Coarseness or softness has nothing to do with whether a dog is long coat (some breeder's code word plush) or not, neither does whether the hair is wavy or not. Many of my past shepherds had wavy coats, soft coats, etc., but no ear floofies except for the one long coat, as you said, stock coats.


----------



## Sabis mom (Mar 20, 2014)

MineAreWorkingline said:


> Coarseness or softness has nothing to do with whether a dog is long coat (some breeder's code word plush) or not, neither does whether the hair is wavy or not. Many of my past shepherds had wavy coats, soft coats, etc., but no ear floofies except for the one long coat, as you said, stock coats.


 The OP has commented a few times about long coats being soft and stock coats being coarse, that's all I was referring to.


----------



## MineAreWorkingline (May 2, 2015)

Sabis mom said:


> The OP has commented a few times about long coats being soft and stock coats being coarse, that's all I was referring to.

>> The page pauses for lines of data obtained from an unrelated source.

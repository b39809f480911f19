//! Per-request context: the request, its route parameters, the request's
//! database connection and the logged-in session.
//!
//! A [`Context`] is created by the application entry point for every request
//! and moved through the middleware chain into the action. It owns the
//! [`Database`] opened for that request, so the connection is closed when the
//! context is dropped.

use std::sync::Arc;

use crate::config::Config;
use crate::database::{Database, Record};
use crate::models::{rol, usuario};
use crate::session::{COOKIE_NAME, Session, SessionStore};
use crate::Request;

/// Values captured from the matched route pattern, in pattern order.
#[derive(Default, Debug, Clone, PartialEq, Eq)]
pub struct PathParams {
    entries: Vec<(String, String)>,
}

impl PathParams {
    pub fn new() -> Self {
        Self::default()
    }

    /// Sets `key`, replacing an earlier capture of the same name in place.
    pub fn insert(&mut self, key: impl Into<String>, value: impl Into<String>) {
        let key = key.into();
        let value = value.into();
        match self.entries.iter_mut().find(|(k, _)| *k == key) {
            Some(entry) => entry.1 = value,
            None => self.entries.push((key, value)),
        }
    }

    pub fn get(&self, key: &str) -> Option<&str> {
        self.entries
            .iter()
            .find(|(k, _)| k == key)
            .map(|(_, v)| v.as_str())
    }

    pub fn iter(&self) -> impl Iterator<Item = (&str, &str)> {
        self.entries.iter().map(|(k, v)| (k.as_str(), v.as_str()))
    }

    pub fn len(&self) -> usize {
        self.entries.len()
    }

    pub fn is_empty(&self) -> bool {
        self.entries.is_empty()
    }
}

/// Everything an action may touch while handling one request.
pub struct Context {
    request: Request,
    params: PathParams,
    db: Database,
    config: Arc<Config>,
    sessions: SessionStore,
    // Token and snapshot of the caller's live session.
    session: Option<(String, Session)>,
}

impl Context {
    /// Builds the context and resumes the session named by the request cookie.
    pub fn new(request: Request, db: Database, config: Arc<Config>, sessions: SessionStore) -> Self {
        let session = request
            .headers()
            .cookie(COOKIE_NAME)
            .and_then(|token| sessions.touch(token).map(|s| (token.to_owned(), s)));

        Self {
            request,
            params: PathParams::new(),
            db,
            config,
            sessions,
            session,
        }
    }

    pub fn request(&self) -> &Request {
        &self.request
    }

    pub fn params(&self) -> &PathParams {
        &self.params
    }

    pub fn set_params(&mut self, params: PathParams) {
        self.params = params;
    }

    /// The connection opened for this request.
    pub fn db(&mut self) -> &mut Database {
        &mut self.db
    }

    pub fn config(&self) -> &Config {
        &self.config
    }

    pub fn session(&self) -> Option<&Session> {
        self.session.as_ref().map(|(_, s)| s)
    }

    pub fn is_logged_in(&self) -> bool {
        self.session.is_some()
    }

    pub fn user_id(&self) -> Option<i64> {
        self.session().map(|s| s.user_id)
    }

    pub fn role(&self) -> Option<&str> {
        self.session().map(|s| s.role.as_str())
    }

    /// `true` if the session's role is one of `roles`.
    pub fn has_role(&self, roles: &[&str]) -> bool {
        self.role().is_some_and(|role| roles.iter().any(|r| *r == role))
    }

    pub fn is_admin(&self) -> bool {
        self.has_role(&[rol::ADMINISTRADOR])
    }

    pub fn is_evaluator(&self) -> bool {
        self.has_role(&[rol::EVALUADOR])
    }

    pub fn is_athlete(&self) -> bool {
        self.has_role(&[rol::ATLETA])
    }

    /// The logged-in user, loaded with its role name.
    pub fn user(&mut self) -> Option<Record> {
        let id = self.user_id()?;
        usuario::find_with_role(&mut self.db, id)
    }

    /// Starts a session for the user and returns the cookie token.
    pub fn login(&mut self, user_id: i64, role: &str) -> String {
        if let Some((old, _)) = self.session.take() {
            self.sessions.destroy(&old);
        }
        self.sessions.purge_expired();

        let session = Session::new(user_id, role);
        let token = self.sessions.create(session.clone());
        self.session = Some((token.clone(), session));
        token
    }

    /// Ends the current session. Returns `false` if there was none.
    pub fn logout(&mut self) -> bool {
        match self.session.take() {
            Some((token, _)) => self.sessions.destroy(&token).is_some(),
            None => false,
        }
    }

    /// `true` for API routes and for clients that ask for JSON.
    pub fn wants_json(&self) -> bool {
        let path = self.request.route_path();
        path == "api"
            || path.starts_with("api/")
            || self.request.is_json()
            || self
                .request
                .headers()
                .get("accept")
                .is_some_and(|a| a.contains("application/json"))
    }
}
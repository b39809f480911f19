//! Middleware pipeline: composable before/after request handler logic.
//!
//! Each middleware wraps the next layer, enabling request inspection,
//! short-circuit responses, and response decoration without coupling actions
//! to infrastructure concerns.
//!
//! ## Core types
//!
//! - [`Middleware`]: trait implemented by all middleware.
//! - [`Next`]: cursor into the remaining chain; call [`Next::run`] to advance.
//! - [`Directive`]: a route's middleware reference, `name` or `name:arg1,arg2`.
//! - [`MiddlewareRegistry`]: builds middleware instances from directives.
//! - [`LoggerMiddleware`]: built-in request/response logger.
//!
//! Requests run on a blocking worker from start to finish, so the whole
//! pipeline is synchronous.

use std::collections::HashMap;
use std::fmt;
use std::sync::Arc;
use std::time::Instant;

use tracing::{info, warn};

use crate::{Response, context::Context};

/// The core trait for all middleware.
///
/// Implementors receive the request [`Context`] by value and a [`Next`]
/// cursor. They may:
///
/// - **Pass through**: call `next.run(ctx)` without modification.
/// - **Short-circuit**: return a [`Response`] without calling `next`.
/// - **Decorate**: call `next.run(ctx)`, then adjust the response.
///
/// Middleware is shared by every worker thread, hence `Send + Sync`.
pub trait Middleware: Send + Sync {
    fn handle(&self, ctx: Context, next: Next<'_>) -> Response;
}

/// A cursor into the remaining middleware chain for a single request.
///
/// When every layer has run, [`run`](Self::run) calls the endpoint that
/// invokes the matched action.
///
/// # Examples
///
/// ```
/// use captacion::context::Context;
/// use captacion::http::Response;
/// use captacion::middleware::{Middleware, Next};
///
/// struct PassThrough;
///
/// impl Middleware for PassThrough {
///     fn handle(&self, ctx: Context, next: Next<'_>) -> Response {
///         next.run(ctx)
///     }
/// }
/// ```
pub struct Next<'a> {
    layers: &'a [Arc<dyn Middleware>],
    endpoint: &'a dyn Fn(Context) -> Response,
}

impl<'a> Next<'a> {
    pub fn new(layers: &'a [Arc<dyn Middleware>], endpoint: &'a dyn Fn(Context) -> Response) -> Self {
        Self { layers, endpoint }
    }

    /// Invokes the next layer, or the endpoint once the layers are exhausted.
    pub fn run(self, ctx: Context) -> Response {
        match self.layers.split_first() {
            Some((layer, rest)) => layer.handle(
                ctx,
                Next {
                    layers: rest,
                    endpoint: self.endpoint,
                },
            ),
            None => (self.endpoint)(ctx),
        }
    }
}

/// A middleware reference as written in a route table: `name` or
/// `name:arg1,arg2`.
///
/// # Examples
///
/// ```
/// use captacion::middleware::Directive;
///
/// let d = Directive::parse("role:Administrador,Evaluador");
/// assert_eq!(d.name(), "role");
/// assert_eq!(d.args(), ["Administrador", "Evaluador"]);
/// ```
#[derive(Debug, Clone, PartialEq, Eq)]
pub struct Directive {
    name: String,
    args: Vec<String>,
}

impl Directive {
    pub fn parse(raw: &str) -> Self {
        match raw.split_once(':') {
            Some((name, args)) => Self {
                name: name.trim().to_owned(),
                args: args
                    .split(',')
                    .map(str::trim)
                    .filter(|a| !a.is_empty())
                    .map(str::to_owned)
                    .collect(),
            },
            None => Self {
                name: raw.trim().to_owned(),
                args: Vec::new(),
            },
        }
    }

    pub fn name(&self) -> &str {
        &self.name
    }

    pub fn args(&self) -> &[String] {
        &self.args
    }
}

impl fmt::Display for Directive {
    fn fmt(&self, f: &mut fmt::Formatter<'_>) -> fmt::Result {
        if self.args.is_empty() {
            f.write_str(&self.name)
        } else {
            write!(f, "{}:{}", self.name, self.args.join(","))
        }
    }
}

/// Builds a middleware instance from a directive's arguments.
pub type MiddlewareFactory = Box<dyn Fn(&[String]) -> Arc<dyn Middleware> + Send + Sync>;

/// Named middleware factories that route directives are resolved against.
#[derive(Default)]
pub struct MiddlewareRegistry {
    factories: HashMap<String, MiddlewareFactory>,
}

impl MiddlewareRegistry {
    pub fn new() -> Self {
        Self::default()
    }

    /// Registers `factory` under `name`, replacing any previous entry.
    pub fn register<F>(&mut self, name: &str, factory: F)
    where
        F: Fn(&[String]) -> Arc<dyn Middleware> + Send + Sync + 'static,
    {
        self.factories.insert(name.to_owned(), Box::new(factory));
    }

    pub fn contains(&self, name: &str) -> bool {
        self.factories.contains_key(name)
    }

    /// Instantiates the middleware named by `directive`. Unknown names are
    /// logged and yield `None`.
    pub fn resolve(&self, directive: &Directive) -> Option<Arc<dyn Middleware>> {
        match self.factories.get(directive.name()) {
            Some(factory) => Some(factory(directive.args())),
            None => {
                warn!(middleware = %directive, "unknown middleware skipped");
                None
            }
        }
    }
}

impl fmt::Debug for MiddlewareRegistry {
    fn fmt(&self, f: &mut fmt::Formatter<'_>) -> fmt::Result {
        let mut names: Vec<&String> = self.factories.keys().collect();
        names.sort();
        f.debug_struct("MiddlewareRegistry").field("names", &names).finish()
    }
}

/// Logs each request's method, path, status, and duration.
///
/// Emits a single `info` event after the downstream layers complete. It never
/// short-circuits.
pub struct LoggerMiddleware;

impl Middleware for LoggerMiddleware {
    fn handle(&self, ctx: Context, next: Next<'_>) -> Response {
        let start = Instant::now();
        let method = ctx.request().method().to_string();
        let path = ctx.request().path().to_owned();

        let response = next.run(ctx);

        info!(
            %method,
            %path,
            status = response.status().as_u16(),
            elapsed = ?start.elapsed(),
            "request handled"
        );
        response
    }
}
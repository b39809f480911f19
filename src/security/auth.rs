//! Credential checks and per-record ownership rules.

use tracing::{debug, info, warn};

use crate::context::Context;
use crate::database::{Database, Record};
use crate::models::{atleta::ATLETA, evaluador, sesion::SESION, usuario};

use super::hash;

/// Records whose access depends on who owns them.
#[derive(Debug, Clone, Copy, PartialEq, Eq)]
pub enum Resource {
    Atleta,
    Sesion,
}

/// The user with `email` if `password` matches, loaded with its role name.
///
/// Stored hashes made with older parameters are upgraded on success.
pub fn attempt(db: &mut Database, email: &str, password: &str) -> Option<Record> {
    let Some(user) = usuario::find_by_email(db, email) else {
        info!(email, "login failed: unknown email");
        return None;
    };

    let stored = user.get("password").to_string();
    if !hash::check(password, &stored) {
        warn!(email, "login failed: wrong password");
        return None;
    }

    if hash::needs_rehash(&stored) {
        // Reload without the joined `rol` column before saving.
        if let Some(mut row) = usuario::USUARIO.find(db, user.key()) {
            row.set("password", hash::make(password));
            if row.save(db) {
                debug!(email, "password hash upgraded");
            }
        }
    }

    info!(email, "login succeeded");
    Some(user)
}

/// Whether the session's user may see the record `id` of `resource`.
///
/// Administrators see everything. Evaluators see the athletes and sessions
/// assigned to their evaluator profile; athletes see their own athlete
/// profile only.
pub fn can_access(ctx: &mut Context, resource: Resource, id: i64) -> bool {
    if ctx.is_admin() {
        return true;
    }
    let Some(user_id) = ctx.user_id() else {
        return false;
    };

    let evaluator = ctx.is_evaluator();
    let athlete = ctx.is_athlete();
    let db = ctx.db();

    match resource {
        Resource::Atleta if evaluator => {
            let Some(atleta) = ATLETA.find(db, id) else {
                return false;
            };
            owned_by_evaluator(db, &atleta, user_id)
        }
        Resource::Atleta if athlete => ATLETA
            .find(db, id)
            .is_some_and(|atleta| atleta.get("usuario_id").as_i64() == Some(user_id)),
        Resource::Sesion if evaluator => {
            let Some(sesion) = SESION.find(db, id) else {
                return false;
            };
            owned_by_evaluator(db, &sesion, user_id)
        }
        _ => false,
    }
}

// `record.evaluador_id` is the evaluator profile of `user_id`.
fn owned_by_evaluator(db: &mut Database, record: &Record, user_id: i64) -> bool {
    let Some(perfil) = evaluador::find_by_usuario(db, user_id) else {
        return false;
    };
    let owner = record.get("evaluador_id");
    !owner.is_null() && owner.as_i64() == perfil.key().as_i64()
}

#[cfg(test)]
mod tests {
    use super::*;
    use crate::context::tests::{context, context_from};
    use crate::models::rol;
    use crate::database::Value;
    use crate::session::{COOKIE_NAME, Session, SessionStore};
    use sha2::Digest;

    fn user(db: &mut Database, email: &str, password: &str, rol_id: i64) -> i64 {
        db.insert(
            "usuarios",
            &[
                ("nombre", email.into()),
                ("email", email.into()),
                ("password", password.into()),
                ("rol_id", rol_id.into()),
            ],
        )
        .unwrap()
    }

    fn logged_in(user_id: i64, role: &str) -> Context {
        let sessions = SessionStore::new(std::time::Duration::from_secs(60));
        let token = sessions.create(Session::new(user_id, role));
        let raw = format!("GET / HTTP/1.1\r\nCookie: {COOKIE_NAME}={token}\r\n\r\n");
        context_from(raw.as_bytes(), sessions)
    }

    // ── attempt ───────────────────────────────────────────────────────────────

    #[test]
    fn attempt_checks_password() {
        let mut db = Database::open_in_memory().unwrap();
        db.migrate().unwrap();
        user(&mut db, "ana@example.com", &hash::make("secreto"), 1);

        let found = attempt(&mut db, "ana@example.com", "secreto").unwrap();
        assert_eq!(found.get("rol"), Value::from(rol::ADMINISTRADOR));
        assert!(attempt(&mut db, "ana@example.com", "otro").is_none());
        assert!(attempt(&mut db, "nadie@example.com", "secreto").is_none());
    }

    #[test]
    fn attempt_upgrades_weak_hash() {
        let mut db = Database::open_in_memory().unwrap();
        db.migrate().unwrap();
        let weak = {
            let salt = "00";
            let digest = hex::encode(sha2::Sha256::digest(format!("{salt}clave")));
            format!("sha256$1${salt}${digest}")
        };
        let id = user(&mut db, "eva@example.com", &weak, 2);

        assert!(attempt(&mut db, "eva@example.com", "clave").is_some());
        let stored = usuario::USUARIO.find(&mut db, id).unwrap().get("password").to_string();
        assert!(!hash::needs_rehash(&stored));
        assert!(hash::check("clave", &stored));
    }

    // ── can_access ────────────────────────────────────────────────────────────

    #[test]
    fn anonymous_sees_nothing() {
        let mut ctx = context("GET", "/");
        assert!(!can_access(&mut ctx, Resource::Atleta, 1));
    }

    #[test]
    fn admin_sees_everything() {
        let mut ctx = logged_in(1, rol::ADMINISTRADOR);
        assert!(can_access(&mut ctx, Resource::Atleta, 999));
        assert!(can_access(&mut ctx, Resource::Sesion, 999));
    }

    #[test]
    fn evaluator_sees_assigned_records_only() {
        let mut ctx = logged_in(0, rol::EVALUADOR);
        let db = ctx.db();
        let uid = user(db, "eva@example.com", "x", 2);
        let other_uid = user(db, "otro@example.com", "x", 2);
        let mine = db
            .insert("evaluadores", &[("usuario_id", uid.into()), ("nombre", "Eva".into()), ("apellido", "R".into())])
            .unwrap();
        let theirs = db
            .insert("evaluadores", &[("usuario_id", other_uid.into()), ("nombre", "Otro".into()), ("apellido", "S".into())])
            .unwrap();
        let a1 = db
            .insert("atletas", &[("nombre", "A".into()), ("apellido", "B".into()), ("evaluador_id", mine.into())])
            .unwrap();
        let a2 = db
            .insert("atletas", &[("nombre", "C".into()), ("apellido", "D".into()), ("evaluador_id", theirs.into())])
            .unwrap();
        let s1 = db
            .insert("sesiones_evaluacion", &[("nombre", "S".into()), ("fecha", "2026-01-10".into()), ("evaluador_id", mine.into())])
            .unwrap();

        let token = ctx.login(uid, rol::EVALUADOR);
        assert!(!token.is_empty());
        assert!(can_access(&mut ctx, Resource::Atleta, a1));
        assert!(!can_access(&mut ctx, Resource::Atleta, a2));
        assert!(can_access(&mut ctx, Resource::Sesion, s1));
        assert!(!can_access(&mut ctx, Resource::Sesion, s1 + 100));
    }

    #[test]
    fn athlete_sees_own_profile_only() {
        let mut ctx = logged_in(0, rol::ATLETA);
        let db = ctx.db();
        let uid = user(db, "atleta@example.com", "x", 3);
        let own = db
            .insert("atletas", &[("usuario_id", uid.into()), ("nombre", "A".into()), ("apellido", "B".into())])
            .unwrap();
        let other = db.insert("atletas", &[("nombre", "C".into()), ("apellido", "D".into())]).unwrap();
        let sesion = db
            .insert("sesiones_evaluacion", &[("nombre", "S".into()), ("fecha", "2026-01-10".into())])
            .unwrap();

        ctx.login(uid, rol::ATLETA);
        assert!(can_access(&mut ctx, Resource::Atleta, own));
        assert!(!can_access(&mut ctx, Resource::Atleta, other));
        assert!(!can_access(&mut ctx, Resource::Sesion, sesion));
    }
}
impl QueryBuilder {
    pub fn new(model: &'static Model) -> Self {
        Self {
            model,
            columns: Vec::new(),
            wheres: Vec::new(),
            joins: Vec::new(),
            orders: Vec::new(),
            groups: Vec::new(),
            limit: None,
            offset: None,
        }
    }

    /// Replaces the selected columns. An empty list selects `*`.
    pub fn select(mut self, columns: &[&str]) -> Self {
        self.columns = columns.iter().map(|c| (*c).to_owned()).collect();
        self
    }

    fn push(mut self, predicate: Predicate, connector: Connector) -> Self {
        self.wheres.push(Where {
            predicate,
            connector,
        });
        self
    }

    /// `column = ?` — the two-argument form of a basic predicate.
    pub fn where_eq(self, column: &str, value: impl Into<Value>) -> Self {
        self.where_op(column, Operator::Eq, value)
    }

    /// `column <op> ?`.
    pub fn where_op(self, column: &str, operator: Operator, value: impl Into<Value>) -> Self {
        self.push(basic(column, operator, value), Connector::And)
    }

    pub fn or_where_eq(self, column: &str, value: impl Into<Value>) -> Self {
        self.or_where_op(column, Operator::Eq, value)
    }

    pub fn or_where_op(self, column: &str, operator: Operator, value: impl Into<Value>) -> Self {
        self.push(basic(column, operator, value), Connector::Or)
    }

    /// One equality predicate per entry, conjoined and grouped in parentheses.
    pub fn where_map<K, V>(self, entries: impl IntoIterator<Item = (K, V)>) -> Self
    where
        K: AsRef<str>,
        V: Into<Value>,
    {
        let group: Vec<Where> = entries
            .into_iter()
            .map(|(k, v)| Where {
                predicate: basic(k.as_ref(), Operator::Eq, v),
                connector: Connector::And,
            })
            .collect();
        self.push_group(group, Connector::And)
    }

    /// Parenthesized group built by `build` on a fresh builder for the same model.
    ///
    /// ```
    /// use captacion::models::sesion::SESION;
    ///
    /// let sql = SESION
    ///     .query()
    ///     .where_eq("evaluador_id", 3)
    ///     .where_nested(|q| q.where_eq("estado", "pendiente").or_where_eq("estado", "completada"))
    ///     .to_sql();
    /// assert_eq!(
    ///     sql,
    ///     "SELECT * FROM sesiones_evaluacion WHERE 1 = 1 and evaluador_id = ? \
    ///      and (estado = ? or estado = ?)"
    /// );
    /// ```
    pub fn where_nested(self, build: impl FnOnce(QueryBuilder) -> QueryBuilder) -> Self {
        let inner = build(QueryBuilder::new(self.model));
        self.push_group(inner.wheres, Connector::And)
    }

    fn push_group(self, group: Vec<Where>, connector: Connector) -> Self {
        if group.is_empty() {
            return self;
        }
        self.push(Predicate::Nested(group), connector)
    }

    /// `column IN (?, ?, ...)`, one placeholder per value.
    pub fn where_in<V: Into<Value>>(self, column: &str, values: impl IntoIterator<Item = V>) -> Self {
        self.push(membership(column, values, false), Connector::And)
    }

    pub fn where_not_in<V: Into<Value>>(
        self,
        column: &str,
        values: impl IntoIterator<Item = V>,
    ) -> Self {
        self.push(membership(column, values, true), Connector::And)
    }

    pub fn or_where_in<V: Into<Value>>(
        self,
        column: &str,
        values: impl IntoIterator<Item = V>,
    ) -> Self {
        self.push(membership(column, values, false), Connector::Or)
    }

    pub fn where_null(self, column: &str) -> Self {
        self.push(nullability(column, false), Connector::And)
    }

    pub fn where_not_null(self, column: &str) -> Self {
        self.push(nullability(column, true), Connector::And)
    }

    pub fn or_where_null(self, column: &str) -> Self {
        self.push(nullability(column, false), Connector::Or)
    }

    /// Appends `sql` verbatim with its own bindings.
    ///
    /// The caller is responsible for `sql` containing exactly `bindings.len()`
    /// placeholders and nothing untrusted.
    pub fn where_raw(self, sql: &str, bindings: Vec<Value>) -> Self {
        self.push(
            Predicate::Raw {
                sql: sql.to_owned(),
                bindings,
            },
            Connector::And,
        )
    }

    pub fn join(self, table: &str, first: &str, operator: Operator, second: &str) -> Self {
        self.add_join(table, first, operator, second, JoinKind::Inner)
    }

    pub fn left_join(self, table: &str, first: &str, operator: Operator, second: &str) -> Self {
        self.add_join(table, first, operator, second, JoinKind::Left)
    }

    pub fn right_join(self, table: &str, first: &str, operator: Operator, second: &str) -> Self {
        self.add_join(table, first, operator, second, JoinKind::Right)
    }

    fn add_join(
        mut self,
        table: &str,
        first: &str,
        operator: Operator,
        second: &str,
        kind: JoinKind,
    ) -> Self {
        self.joins.push(Join {
            table: table.to_owned(),
            first: first.to_owned(),
            operator,
            second: second.to_owned(),
            kind,
        });
        self
    }

    pub fn order_by(mut self, column: &str, direction: Direction) -> Self {
        self.orders.push(Order {
            column: column.to_owned(),
            direction,
        });
        self
    }

    pub fn group_by(mut self, columns: &[&str]) -> Self {
        self.groups.extend(columns.iter().map(|c| (*c).to_owned()));
        self
    }

    pub fn limit(mut self, value: u64) -> Self {
        self.limit = Some(value);
        self
    }

    pub fn offset(mut self, value: u64) -> Self {
        self.offset = Some(value);
        self
    }

    /// Alias for [`limit`](Self::limit).
    pub fn take(self, value: u64) -> Self {
        self.limit(value)
    }

    /// Alias for [`offset`](Self::offset).
    pub fn skip(self, value: u64) -> Self {
        self.offset(value)
    }

    /// Limit and offset for the 1-based `page` of `per_page` rows.
    ///
    /// Pages below 1 are treated as page 1.
    pub fn for_page(self, page: u64, per_page: u64) -> Self {
        let page = page.max(1);
        self.skip((page - 1).saturating_mul(per_page)).take(per_page)
    }

    /// Compiled SQL text.
    pub fn to_sql(&self) -> String {
        self.compile().0
    }

    /// Bindings in placeholder order.
    pub fn bindings(&self) -> Vec<Value> {
        self.compile().1
    }

    /// Compiles the statement into SQL text and its positional bindings.
    ///
    /// The WHERE section opens with `1 = 1` and each predicate follows its
    /// stored connector, except the first, which is always joined with `and`
    /// so a leading `or_where*` narrows instead of matching every row.
    pub fn compile(&self) -> (String, Vec<Value>) {
        let mut sql = format!("SELECT {} FROM {}", self.compile_columns(), self.model.table());
        let mut bindings = Vec::new();

        self.compile_body(&mut sql, &mut bindings);

        if !self.groups.is_empty() {
            sql.push_str(" GROUP BY ");
            sql.push_str(&self.groups.join(", "));
        }

        if !self.orders.is_empty() {
            let orders: Vec<String> = self
                .orders
                .iter()
                .map(|o| format!("{} {}", o.column, o.direction.as_sql()))
                .collect();
            sql.push_str(" ORDER BY ");
            sql.push_str(&orders.join(", "));
        }

        match (self.limit, self.offset) {
            (Some(limit), Some(offset)) => sql.push_str(&format!(" LIMIT {limit} OFFSET {offset}")),
            (Some(limit), None) => sql.push_str(&format!(" LIMIT {limit}")),
            // SQLite only accepts OFFSET after a LIMIT; -1 means unbounded.
            (None, Some(offset)) => sql.push_str(&format!(" LIMIT -1 OFFSET {offset}")),
            (None, None) => {}
        }

        (sql, bindings)
    }

    // JOIN and WHERE sections, shared by the select and the count statements.
    fn compile_body(&self, sql: &mut String, bindings: &mut Vec<Value>) {
        for join in &self.joins {
            sql.push_str(&format!(
                " {} JOIN {} ON {} {} {}",
                join.kind.as_sql(),
                join.table,
                join.first,
                join.operator.as_sql(),
                join.second
            ));
        }

        if !self.wheres.is_empty() {
            sql.push_str(" WHERE 1 = 1");
            for (i, w) in self.wheres.iter().enumerate() {
                // The first predicate always conjoins with the tautology; `1 = 1 or p`
                // would match every row.
                let connector = if i == 0 { Connector::And } else { w.connector };
                sql.push(' ');
                sql.push_str(connector.as_sql());
                sql.push(' ');
                compile_predicate(&w.predicate, sql, bindings);
            }
        }
    }

    fn compile_columns(&self) -> String {
        if self.columns.is_empty() {
            "*".to_owned()
        } else {
            self.columns.join(", ")
        }
    }

    /// Statement counting the rows the query would return, ignoring order and
    /// pagination.
    pub fn compile_count(&self) -> (String, Vec<Value>) {
        let mut bindings = Vec::new();

        if self.groups.is_empty() {
            let mut sql = format!("SELECT COUNT(*) AS aggregate FROM {}", self.model.table());
            self.compile_body(&mut sql, &mut bindings);
            return (sql, bindings);
        }

        let mut inner = format!("SELECT {} FROM {}", self.compile_columns(), self.model.table());
        self.compile_body(&mut inner, &mut bindings);
        inner.push_str(" GROUP BY ");
        inner.push_str(&self.groups.join(", "));
        (
            format!("SELECT COUNT(*) AS aggregate FROM ({inner}) AS grouped"),
            bindings,
        )
    }

    /// Runs the query and hydrates every row.
    ///
    /// Returns an empty list when the statement fails; check
    /// [`Database::error`] to tell failure from no rows.
    pub fn get(self, db: &mut Database) -> Vec<Record> {
        let (sql, bindings) = self.compile();
        if db.query(&sql, &bindings).error() {
            return Vec::new();
        }
        debug!(table = self.model.table(), rows = db.count(), "query hydrated");
        db.results()
            .iter()
            .map(|row| Record::hydrate(self.model, row.clone()))
            .collect()
    }

    /// First matching record, with an implicit `LIMIT 1`.
    pub fn first(self, db: &mut Database) -> Option<Record> {
        self.limit(1).get(db).into_iter().next()
    }

    /// Record whose primary key equals `id`.
    pub fn find(self, db: &mut Database, id: impl Into<Value>) -> Option<Record> {
        let key = self.model.primary_key();
        self.where_eq(key, id).first(db)
    }

    /// Number of rows the query matches. `0` on failure.
    pub fn count(self, db: &mut Database) -> i64 {
        let (sql, bindings) = self.compile_count();
        if db.query(&sql, &bindings).error() {
            return 0;
        }
        db.first()
            .and_then(|row| row.get("aggregate"))
            .and_then(Value::as_i64)
            .unwrap_or(0)
    }

    /// Runs the count and the page query.
    pub fn paginate(self, db: &mut Database, page: u64, per_page: u64) -> Page {
        let page = page.max(1);
        let per_page = per_page.max(1);
        let total = self.clone().count(db);
        let items = self.for_page(page, per_page).get(db);
        let last_page = (total.max(0) as u64).div_ceil(per_page).max(1);
        Page {
            items,
            total,
            page,
            per_page,
            last_page,
        }
    }
}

Actually, I was agreeing with you.


----------



## Sabis mom (Mar 20, 2014)

MineAreWorkingline said:


> Actually, I was agreeing with you.




Guess I'm used to being the dumb one

I am still curious about why the idea of a long coat seems so offensive to the OP. It's not like the coat makes the dog.


----------



## Palydyn (Aug 28, 2014)

_



Originally Posted by Sabis mom:
I am still curious about why the idea of a long coat seems so offensive to the OP. Its not like the coat makes the dog.

Click to expand...

_See, that's how I feel about some people arguing about whether Plush coats exist. Why? Is it the term Plush Coat that is so offensive? if so, then call it something else but there is definitely a difference between long coat, stock coat and plush coats. Are plush coats anomalies? maybe so. And as I said before I wasn't saying anyone of them was better than the other, just that there was a difference. Which has been recognized by more than breeders. And yes it could be used to market a breeders dogs. But not the term itself. 

I didn't set out to get a plush coat, heck I didn't even know such a thing existed. Denali was a great dog no matter what kind of coat he had. And frankly, I couldn't care less what it was.


----------



## Cassidy's Mom (Mar 30, 2003)

The term plush coat isn't offensive at all. But as several of us have pointed out, it's not a GSD coat "type", it's a descriptive term, which is not the same thing. 

There are only three types of coats - stock (standard double coat, which can range from very short and tight to the body to thicker and fuller looking), long stock (double coat with longer outer fur, which can also vary in length and thickness) and true longcoats, which are much rarer and do not have an undercoat.


----------



## MineAreWorkingline (May 2, 2015)

Cassidy's Mom said:


> The term plush coat isn't offensive at all. But as several of us have pointed out, it's not a GSD coat "type", it's a descriptive term, which is not the same thing.
> 
> There are only three types of coats - stock (standard double coat, which can range from very short and tight to the body to thicker and fuller looking), long stock (double coat with longer outer fur, which can also vary in length and thickness) and* true longcoats, which are much rarer and do not have an undercoat*.


The dog that I had that had a long coat was practically non shedding. I am assuming from your description that she most likely then did not have an undercoat. Would this account for the minimal shedding?


----------



## Palydyn (Aug 28, 2014)

So because its not a coat "type" it does not exist? Just because the SV or SS refuse to recognize it we all go around not looking behind the curtain? 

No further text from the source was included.